**THE TASK:** Write out, unaltered, each line from the top of the records below down to the line where "the creator's leaf." appears, that line included.

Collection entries
_ _ _ _
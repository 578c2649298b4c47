/// High-level UUID generating function.
///
/// This generates a UUID V4, which is just made of random bytes, so it can be
/// used for identifiers that must not reveal any metadata.
#[inline]
pub fn generate_uuid() -> uuid::Uuid {
    uuid::Uuid::new_v4()
}
//! [RFC9420 Sec.7](https://www.rfc-editor.org/rfc/rfc9420.html#section-7) Ratchet Tree Operations
//!
//! The tree is stored as a flat array of nodes indexed with
//! [`tree_math`](crate::mls::utilities::tree_math). Leaves hold member HPKE
//! keys; parents hold keys shared by every member below them, or are blank.
//! Private keys are only present on nodes the local member knows the secret of:
//! its own leaf and the parents on its direct path that have not been blanked.

#[cfg(test)]
mod ratchet_tree_test;

pub mod update_path;

use bytes::{Buf, BufMut, Bytes, BytesMut};

pub use self::update_path::{HpkeCiphertext, UpdatePath, UpdatePathNode};
use crate::mls::crypto::provider::CryptoProvider;
use crate::mls::crypto::{HpkePrivateKey, HpkePublicKey, Secret};
use crate::mls::utilities::error::{CommitRejection, Error, Result};
use crate::mls::utilities::serde::{
    deserialize_optional, deserialize_u32, serialize_optional, Deserializer, Serializer,
};
use crate::mls::utilities::tree_math::{LeafIndex, NodeIndex, NumLeaves};

/// A non-blank node.
#[derive(Default, Debug, Clone, Eq, PartialEq)]
pub struct RatchetNode {
    pub public_key: HpkePublicKey,
    pub private_key: Option<HpkePrivateKey>,
    /// Secret the node's key pair was derived from. Only set on parents.
    pub path_secret: Option<Secret>,
}

impl RatchetNode {
    pub fn from_public_key(public_key: HpkePublicKey) -> Self {
        Self {
            public_key,
            private_key: None,
            path_secret: None,
        }
    }
}

#[derive(Default, Debug, Clone, Eq, PartialEq)]
pub struct RatchetTree {
    nodes: Vec<Option<RatchetNode>>,
}

impl RatchetTree {
    /// A tree holding only the creator's leaf.
    pub fn new(leaf_public_key: HpkePublicKey, leaf_private_key: HpkePrivateKey) -> Self {
        Self {
            nodes: vec![Some(RatchetNode {
                public_key: leaf_public_key,
                private_key: Some(leaf_private_key),
                path_secret: None,
            })],
        }
    }

    #[allow(clippy::cast_possible_truncation)]
    pub fn num_leaves(&self) -> NumLeaves {
        NumLeaves(self.nodes.len().div_ceil(2) as u32)
    }

    pub fn get(&self, index: NodeIndex) -> Option<&RatchetNode> {
        self.nodes.get(index.as_usize()).and_then(Option::as_ref)
    }

    pub fn get_leaf(&self, leaf: LeafIndex) -> Option<&RatchetNode> {
        self.get(leaf.node_index())
    }

    pub fn is_blank(&self, index: NodeIndex) -> bool {
        self.get(index).is_none()
    }

    /// Appends a leaf at the right edge of the tree. Blank leaves are never
    /// reused, so leaf indices are stable for the lifetime of a member.
    ///
    /// The new leaf's ancestors are blanked: their keys were shared by a
    /// subtree the new member was not part of.
    pub fn append_leaf(&mut self, public_key: HpkePublicKey) -> LeafIndex {
        if !self.nodes.is_empty() {
            self.nodes.push(None);
        }
        self.nodes.push(Some(RatchetNode::from_public_key(public_key)));

        let leaf = LeafIndex(self.num_leaves().0 - 1);
        self.blank_direct_path(leaf);
        leaf
    }

    /// Replaces the key of `leaf`, dropping whatever private key it had.
    pub fn set_leaf(
        &mut self,
        leaf: LeafIndex,
        public_key: HpkePublicKey,
        private_key: Option<HpkePrivateKey>,
    ) -> Result<()> {
        let slot = self
            .nodes
            .get_mut(leaf.node_index().as_usize())
            .ok_or(Error::UnknownMember(leaf))?;
        *slot = Some(RatchetNode {
            public_key,
            private_key,
            path_secret: None,
        });
        Ok(())
    }

    /// Blanks a removed member's leaf and everything it knew the key of.
    pub fn blank_subtree(&mut self, leaf: LeafIndex) {
        if let Some(slot) = self.nodes.get_mut(leaf.node_index().as_usize()) {
            *slot = None;
        }
        self.blank_direct_path(leaf);
    }

    fn blank_direct_path(&mut self, leaf: LeafIndex) {
        for node in self.num_leaves().direct_path(leaf.node_index()) {
            if let Some(slot) = self.nodes.get_mut(node.as_usize()) {
                *slot = None;
            }
        }
    }

    pub(crate) fn set_node(&mut self, index: NodeIndex, node: RatchetNode) -> Result<()> {
        let slot = self
            .nodes
            .get_mut(index.as_usize())
            .ok_or(Error::InvalidCommit(CommitRejection::MalformedUpdatePath))?;
        *slot = Some(node);
        Ok(())
    }

    /// The non-blank nodes that together cover the subtree under `index`.
    pub fn resolution(&self, index: NodeIndex) -> Vec<NodeIndex> {
        let num_leaves = self.num_leaves();
        if !num_leaves.contains(index) {
            return vec![];
        }
        if !self.is_blank(index) {
            return vec![index];
        }

        match (num_leaves.left(index), num_leaves.right(index)) {
            (Some(left), Some(right)) => {
                let mut resolution = self.resolution(left);
                resolution.extend(self.resolution(right));
                resolution
            }
            _ => vec![],
        }
    }

    /// First entry of `resolution` we hold the private key of.
    pub fn find_owned_in(&self, resolution: &[NodeIndex]) -> Option<(usize, NodeIndex)> {
        resolution.iter().enumerate().find_map(|(i, index)| {
            self.get(*index)
                .and_then(|node| node.private_key.as_ref())
                .map(|_| (i, *index))
        })
    }

    pub fn tree_hash(&self, crypto_provider: &impl CryptoProvider) -> Result<Bytes> {
        let serialized = self.serialize_detached()?;
        Ok(crypto_provider.hash().digest(&serialized))
    }

    /// Owned parent nodes, in the format read by [`RatchetTree::restore_private`].
    /// The leaf private key is not included.
    pub fn serialize_private(&self) -> Result<Bytes> {
        let owned: Vec<(u32, &RatchetNode)> = self
            .nodes
            .iter()
            .enumerate()
            .filter(|(i, _)| i % 2 == 1)
            .filter_map(|(i, node)| {
                let node = node.as_ref()?;
                node.private_key.as_ref()?;
                Some((u32::try_from(i).ok()?, node))
            })
            .collect();

        let mut buf = BytesMut::new();
        let count =
            u32::try_from(owned.len()).map_err(|_| Error::OpaqueSizeExceedsMaximumValueOfU32)?;
        buf.put_u32(count);
        for (index, node) in owned {
            buf.put_u32(index);
            if let Some(private_key) = &node.private_key {
                private_key.serialize(&mut buf)?;
            }
            serialize_optional(node.path_secret.is_some(), &mut buf)?;
            if let Some(path_secret) = &node.path_secret {
                path_secret.serialize(&mut buf)?;
            }
        }
        Ok(buf.freeze())
    }

    /// Puts back private keys written by [`RatchetTree::serialize_private`].
    /// Entries for nodes that are now blank are dropped.
    pub fn restore_private(&mut self, mut buf: impl Buf) -> Result<()> {
        let count = deserialize_u32(&mut buf)?;
        for _ in 0..count {
            let index = NodeIndex(deserialize_u32(&mut buf)?);
            let private_key = HpkePrivateKey::deserialize(&mut buf)?;
            let path_secret = if deserialize_optional(&mut buf)? {
                Some(Secret::deserialize(&mut buf)?)
            } else {
                None
            };

            if let Some(Some(node)) = self.nodes.get_mut(index.as_usize()) {
                node.private_key = Some(private_key);
                node.path_secret = path_secret;
            }
        }

        if buf.has_remaining() {
            return Err(Error::TrailingBytes);
        }
        Ok(())
    }

    pub fn set_leaf_private_key(
        &mut self,
        leaf: LeafIndex,
        private_key: HpkePrivateKey,
    ) -> Result<()> {
        match self.nodes.get_mut(leaf.node_index().as_usize()) {
            Some(Some(node)) => {
                node.private_key = Some(private_key);
                Ok(())
            }
            _ => Err(Error::UnknownMember(leaf)),
        }
    }

    /// Copy without any private material, as shipped to new members.
    pub fn public_only(&self) -> Self {
        Self {
            nodes: self
                .nodes
                .iter()
                .map(|node| {
                    node.as_ref()
                        .map(|node| RatchetNode::from_public_key(node.public_key.clone()))
                })
                .collect(),
        }
    }
}

/// Public part only: node count, then a presence flag and public key per node.
impl Serializer for RatchetTree {
    fn serialize<B>(&self, buf: &mut B) -> Result<()>
    where
        Self: Sized,
        B: BufMut,
    {
        let count =
            u32::try_from(self.nodes.len()).map_err(|_| Error::OpaqueSizeExceedsMaximumValueOfU32)?;
        buf.put_u32(count);
        for node in &self.nodes {
            serialize_optional(node.is_some(), buf)?;
            if let Some(node) = node {
                node.public_key.serialize(buf)?;
            }
        }
        Ok(())
    }
}

impl Deserializer for RatchetTree {
    fn deserialize<B>(buf: &mut B) -> Result<Self>
    where
        Self: Sized,
        B: Buf,
    {
        let count = deserialize_u32(buf)? as usize;
        // Every tree has an odd number of nodes, and each node takes a byte
        if count % 2 == 0 || buf.remaining() < count {
            return Err(Error::MalformedTree);
        }

        let mut nodes = Vec::with_capacity(count);
        for _ in 0..count {
            let node = if deserialize_optional(buf)? {
                Some(RatchetNode::from_public_key(HpkePublicKey::deserialize(buf)?))
            } else {
                None
            };
            nodes.push(node);
        }

        Ok(Self { nodes })
    }
}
_ _ _ _
**WRITTEN ANSWER:**
repository 578c2649298b4c47
/// High-level UUID generating function.
///
/// This generates a UUID V4, which is just made of random bytes, so it can be
/// used for identifiers that must not reveal any metadata.
#[inline]
pub fn generate_uuid() -> uuid::Uuid {
    uuid::Uuid::new_v4()
}
//! [RFC9420 Sec.7](https://www.rfc-editor.org/rfc/rfc9420.html#section-7) Ratchet Tree Operations
//!
//! The tree is stored as a flat array of nodes indexed with
//! [`tree_math`](crate::mls::utilities::tree_math). Leaves hold member HPKE
//! keys; parents hold keys shared by every member below them, or are blank.
//! Private keys are only present on nodes the local member knows the secret of:
//! its own leaf and the parents on its direct path that have not been blanked.

#[cfg(test)]
mod ratchet_tree_test;

pub mod update_path;

use bytes::{Buf, BufMut, Bytes, BytesMut};

pub use self::update_path::{HpkeCiphertext, UpdatePath, UpdatePathNode};
use crate::mls::crypto::provider::CryptoProvider;
use crate::mls::crypto::{HpkePrivateKey, HpkePublicKey, Secret};
use crate::mls::utilities::error::{CommitRejection, Error, Result};
use crate::mls::utilities::serde::{
    deserialize_optional, deserialize_u32, serialize_optional, Deserializer, Serializer,
};
use crate::mls::utilities::tree_math::{LeafIndex, NodeIndex, NumLeaves};

/// A non-blank node.
#[derive(Default, Debug, Clone, Eq, PartialEq)]
pub struct RatchetNode {
    pub public_key: HpkePublicKey,
    pub private_key: Option<HpkePrivateKey>,
    /// Secret the node's key pair was derived from. Only set on parents.
    pub path_secret: Option<Secret>,
}

impl RatchetNode {
    pub fn from_public_key(public_key: HpkePublicKey) -> Self {
        Self {
            public_key,
            private_key: None,
            path_secret: None,
        }
    }
}

#[derive(Default, Debug, Clone, Eq, PartialEq)]
pub struct RatchetTree {
    nodes: Vec<Option<RatchetNode>>,
}

impl RatchetTree {
    /// A tree holding only the creator's leaf.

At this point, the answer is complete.